Steps to concatenate NumPy arrays:

  1. Create a script that joins row-compatible and column-compatible arrays.
    array-concatenate.py
    import numpy as np
     
    north = np.array([[10, 11, 12], [13, 14, 15]])
    south = np.array([[20, 21, 22]])
    east = np.array([[30], [31]])
     
    by_row = np.concatenate((north, south), axis=0)
    by_column = np.concatenate((north, east), axis=1)
     
    print("north shape:", north.shape)
    print("south shape:", south.shape)
    print("east shape:", east.shape)
    print("by row:")
    for row in by_row:
        print(" ", row.tolist())
    print("by row shape:", by_row.shape)
    print("by column:")
    for row in by_column:
        print(" ", row.tolist())
    print("by column shape:", by_column.shape)

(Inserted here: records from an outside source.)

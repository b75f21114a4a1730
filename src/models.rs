//! Rate-limit data models and the shape validator for agent payloads.
//!
//! The agent's reply is decoded into a loose `serde_json::Value` first and
//! only promoted to a [`RateLimitWindow`] once [`validate_window`] accepts it.

use serde_json::Value;

/// Duration of the primary (5-hour) window, in minutes.
pub const EXPECTED_PRIMARY_WINDOW_MINS: u32 = 300;

/// Duration of the secondary (7-day) window, in minutes.
pub const EXPECTED_SECONDARY_WINDOW_MINS: u32 = 10080;

/// Field names the agent may use for the window duration. The app-server
/// sends `windowDurationMins`; the long form is accepted as well.
const WINDOW_DURATION_KEYS: [&str; 2] = ["windowDurationMins", "windowDurationMinutes"];

/// One rate-limit accounting window.
#[derive(Debug, Clone, PartialEq)]
pub struct RateLimitWindow {
    /// Usage in percent (may be fractional).
    pub used_percent: f64,
    /// Reset time as Unix seconds, always positive.
    pub resets_at: i64,
    pub window_duration_mins: u32,
}

/// Validated result of a successful conversation.
#[derive(Debug, Clone, PartialEq)]
pub struct RateLimits {
    pub primary: RateLimitWindow,
    pub secondary: Option<RateLimitWindow>,
}

/// Check that `raw` is a well-formed window of exactly `expected_mins`.
///
/// Returns `None` when the value is not an object, `usedPercent` is not a
/// number, `resetsAt` is not a positive number, or the declared window
/// duration differs from `expected_mins`. Never panics.
pub fn validate_window(raw: &Value, expected_mins: u32) -> Option<RateLimitWindow> {
    let obj = raw.as_object()?;

    let used_percent = obj.get("usedPercent")?.as_f64()?;

    let resets_at = obj.get("resetsAt")?;
    let resets_at = resets_at
        .as_i64()
        .or_else(|| resets_at.as_f64().map(|secs| secs as i64))?;
    if resets_at <= 0 {
        return None;
    }

    let duration = WINDOW_DURATION_KEYS
        .iter()
        .find_map(|key| obj.get(*key))?
        .as_f64()?;
    if duration != f64::from(expected_mins) {
        return None;
    }

    Some(RateLimitWindow {
        used_percent,
        resets_at,
        window_duration_mins: expected_mins,
    })
}

#[cfg(test)]
mod tests {
    use super::*;
    use pretty_assertions::assert_eq;
    use serde_json::json;

    fn primary(used: Value, resets: Value, window: Value) -> Value {
        json!({
            "usedPercent": used,
            "resetsAt": resets,
            "windowDurationMins": window,
        })
    }

    #[test]
    fn test_accepts_exact_primary_window() {
        let raw = primary(json!(5.4), json!(1_999_999_999), json!(300));
        assert_eq!(
            validate_window(&raw, EXPECTED_PRIMARY_WINDOW_MINS),
            Some(RateLimitWindow {
                used_percent: 5.4,
                resets_at: 1_999_999_999,
                window_duration_mins: 300,
            })
        );
    }

    #[test]
    fn test_accepts_long_duration_key() {
        let raw = json!({
            "usedPercent": 11,
            "resetsAt": 2_999_999_999u64,
            "windowDurationMinutes": 10080,
        });
        let window = validate_window(&raw, EXPECTED_SECONDARY_WINDOW_MINS).unwrap();
        assert_eq!(window.used_percent, 11.0);
        assert_eq!(window.resets_at, 2_999_999_999);
    }

    #[test]
    fn test_rejects_non_objects() {
        for raw in [json!(null), json!(42), json!("window"), json!([1, 2, 3]), json!(true)] {
            assert_eq!(validate_window(&raw, EXPECTED_PRIMARY_WINDOW_MINS), None, "{raw}");
        }
    }

    #[test]
    fn test_rejects_string_used_percent() {
        let raw = primary(json!("5.4"), json!(1_999_999_999), json!(300));
        assert_eq!(validate_window(&raw, EXPECTED_PRIMARY_WINDOW_MINS), None);
    }

    #[test]
    fn test_rejects_non_positive_resets_at() {
        for resets in [json!(0), json!(-1), json!(-1_700_000_000), json!("1999999999")] {
            let raw = primary(json!(1), resets, json!(300));
            assert_eq!(validate_window(&raw, EXPECTED_PRIMARY_WINDOW_MINS), None);
        }
    }

    #[test]
    fn test_rejects_mismatched_window_duration() {
        for window in [json!(299), json!(301), json!(10080), json!(0), json!("300"), json!(null)] {
            let raw = primary(json!(1), json!(1_999_999_999), window);
            assert_eq!(validate_window(&raw, EXPECTED_PRIMARY_WINDOW_MINS), None);
        }
    }

    #[test]
    fn test_rejects_missing_fields() {
        let raw = json!({"usedPercent": 1, "resetsAt": 1_999_999_999});
        assert_eq!(validate_window(&raw, EXPECTED_PRIMARY_WINDOW_MINS), None);

        let raw = json!({"resetsAt": 1_999_999_999, "windowDurationMins": 300});
        assert_eq!(validate_window(&raw, EXPECTED_PRIMARY_WINDOW_MINS), None);
    }

    #[test]
    fn test_float_duration_equal_to_expected_is_accepted() {
        let raw = primary(json!(0), json!(1_999_999_999), json!(300.0));
        assert!(validate_window(&raw, EXPECTED_PRIMARY_WINDOW_MINS).is_some());
    }
}
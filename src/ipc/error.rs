//! Failure taxonomy for a rate-limit conversation.

use thiserror::Error;

use crate::ipc::framing::FrameError;
use crate::models::RateLimits;

/// The single terminal result of a session.
pub type SessionOutcome = Result<RateLimits, IpcError>;

/// Why a conversation with the agent failed.
///
/// Every variant is terminal; a session produces at most one. The `Display`
/// text is the human-readable failure reason.
#[derive(Debug, Clone, PartialEq, Eq, Error)]
pub enum IpcError {
    /// The agent process could not be started or waited on.
    #[error("failed to start agent: {0}")]
    Spawn(String),

    /// Malformed or incomplete response on a live channel.
    #[error("protocol error: {0}")]
    Protocol(String),

    /// The agent answered with a JSON-RPC error object.
    #[error("{method} failed: {message} (code {code})")]
    Application {
        method: &'static str,
        code: i64,
        message: String,
    },

    /// The payload decoded but did not have the expected shape.
    #[error("invalid rate limit payload: {0}")]
    ShapeValidation(String),

    /// The agent exited before the conversation completed.
    #[error("agent exited with {}", describe_exit_code(.code))]
    ProcessExit { code: Option<i32> },

    /// The whole conversation exceeded its time budget.
    #[error("timed out after {0}ms")]
    Timeout(u64),

    /// A single stdout line grew past the framing limit.
    #[error("agent output line exceeds {limit} bytes")]
    FrameTooLarge { limit: usize },

    /// The caller cancelled the conversation.
    #[error("cancelled")]
    Cancelled,
}

fn describe_exit_code(code: &Option<i32>) -> String {
    match code {
        Some(code) => format!("code {code}"),
        None => "no exit code (terminated by signal)".to_string(),
    }
}

impl From<FrameError> for IpcError {
    fn from(err: FrameError) -> Self {
        match err {
            FrameError::TooLarge { limit } => IpcError::FrameTooLarge { limit },
        }
    }
}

    axis=0 grows the first dimension, so south must have three columns. axis=1 grows the second dimension, so east must have two rows.

  1. Run the script and verify the joined shapes.
    $ python3 array-concatenate.py
    north shape: (2, 3)
    south shape: (1, 3)
    east shape: (2, 1)
    by row:
      [10, 11, 12]
      [13, 14, 15]
      [20, 21, 22]
    by row shape: (3, 3)
    by column:
      [10, 11, 12, 30]
      [13, 14, 15, 31]
    by column shape: (2, 4)

    The output keeps rank 2 in both joins. The row join becomes (3, 3), and the column join becomes (2, 4).

  1. Test a mismatched non-joined dimension before using new inputs.
    $ python3 - <<'PY'
    import numpy as np
    
    left = np.array([[1, 2], [3, 4]])
    bad = np.array([[5, 6, 7]])
    
    try:
        np.concatenate((left, bad), axis=0)
    except ValueError as error:
        print(f"{type(error).__name__}: {error}")
    PY
    ValueError: all the input array dimensions except for the concatenation axis must match exactly, but along dimension 1, the array at index 0 has size 2 and the array at index 1 has size 3

    Do not reshape around this error until the row or column meaning is confirmed. A forced reshape can align dimensions while mixing unrelated observations.